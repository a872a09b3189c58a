use crate::cli::ServeArgs;
use crate::infra::{
    AppState, InMemoryAlertRepository, InMemoryOrderRepository, InMemoryReportRepository,
    InMemoryReputationLedger, LoggingPublisher,
};
use crate::routes::with_platform_routes;
use axum::Extension;
use axum_prometheus::PrometheusMetricLayer;
use std::sync::atomic::Ordering;
use std::sync::Arc;

use majisoko::alerts::{AlertService, FeedbackPolicy};
use majisoko::config::AppConfig;
use majisoko::error::AppError;
use majisoko::marketplace::{OrderPolicy, OrderService};
use majisoko::reports::{BountyPolicy, ReportService};
use majisoko::telemetry;
use tracing::info;

pub(crate) async fn run(mut args: ServeArgs) -> Result<(), AppError> {
    let mut config = AppConfig::load()?;

    if let Some(host) = args.host.take() {
        config.server.host = host;
    }
    if let Some(port) = args.port.take() {
        config.server.port = port;
    }

    telemetry::init(&config.telemetry)?;

    let (prometheus_layer, prometheus_handle) = PrometheusMetricLayer::pair();
    let readiness_flag = Arc::new(std::sync::atomic::AtomicBool::new(false));
    let app_state = AppState {
        readiness: readiness_flag.clone(),
        metrics: Arc::new(prometheus_handle),
    };

    let publisher = Arc::new(LoggingPublisher::default());
    let ledger = Arc::new(InMemoryReputationLedger::default());

    let order_service = Arc::new(OrderService::new(
        Arc::new(InMemoryOrderRepository::default()),
        publisher.clone(),
        ledger.clone(),
        OrderPolicy::default(),
    ));
    let alert_service = Arc::new(AlertService::new(
        Arc::new(InMemoryAlertRepository::default()),
        publisher.clone(),
        ledger.clone(),
        FeedbackPolicy::default(),
    ));
    let report_service = Arc::new(ReportService::new(
        Arc::new(InMemoryReportRepository::default()),
        publisher,
        ledger,
        BountyPolicy::default(),
    ));

    let app = with_platform_routes(order_service, alert_service, report_service)
        .layer(Extension(app_state))
        .layer(prometheus_layer);

    let addr = config.server.socket_addr()?;
    let listener = tokio::net::TcpListener::bind(addr).await?;
    readiness_flag.store(true, Ordering::Release);

    info!(?config.environment, %addr, "majisoko platform api ready");

    axum::serve(listener, app).await?;
    Ok(())
}
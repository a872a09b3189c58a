//! Pure scoring helpers shared by the alert and marketplace workflows.

use serde::{Deserialize, Serialize};

/// Reputation at or beyond this value earns the maximum confidence bonus.
pub const REPUTATION_CAP: u32 = 1000;

const CONFIDENCE_FLOOR: f64 = 0.5;
const CONFIDENCE_SPAN: f64 = 0.45;

/// Confidence assigned to a scout's alert at creation time.
///
/// Base 0.5 with a linear bonus up to 0.45 as reputation approaches
/// [`REPUTATION_CAP`], rounded to two decimals.
pub fn scout_confidence(reputation: u32) -> f64 {
    let progress = f64::from(reputation.min(REPUTATION_CAP)) / f64::from(REPUTATION_CAP);
    let raw = CONFIDENCE_FLOOR + CONFIDENCE_SPAN * progress;
    (raw * 100.0).round() / 100.0
}

/// Platform fee dials, amounts in minor currency units.
#[derive(Debug, Clone, PartialEq, Serialize, Deserialize)]
pub struct FeeSchedule {
    pub rate: f64,
    pub minimum: i64,
    pub maximum: i64,
}

impl Default for FeeSchedule {
    fn default() -> Self {
        Self {
            rate: 0.05,
            minimum: 500,
            maximum: 50_000,
        }
    }
}

/// Platform fee for an order subtotal: `clamp(round(subtotal * rate), min, max)`.
pub fn platform_fee(subtotal: i64, schedule: &FeeSchedule) -> i64 {
    let raw = (subtotal as f64 * schedule.rate).round() as i64;
    raw.clamp(schedule.minimum, schedule.maximum)
}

YOUR TASK
From the entries above, extract each line containing "AlertService".

ANSWER SECTION
use majisoko::alerts::{AlertService, FeedbackPolicy};
    let alert_service = Arc::new(AlertService::new(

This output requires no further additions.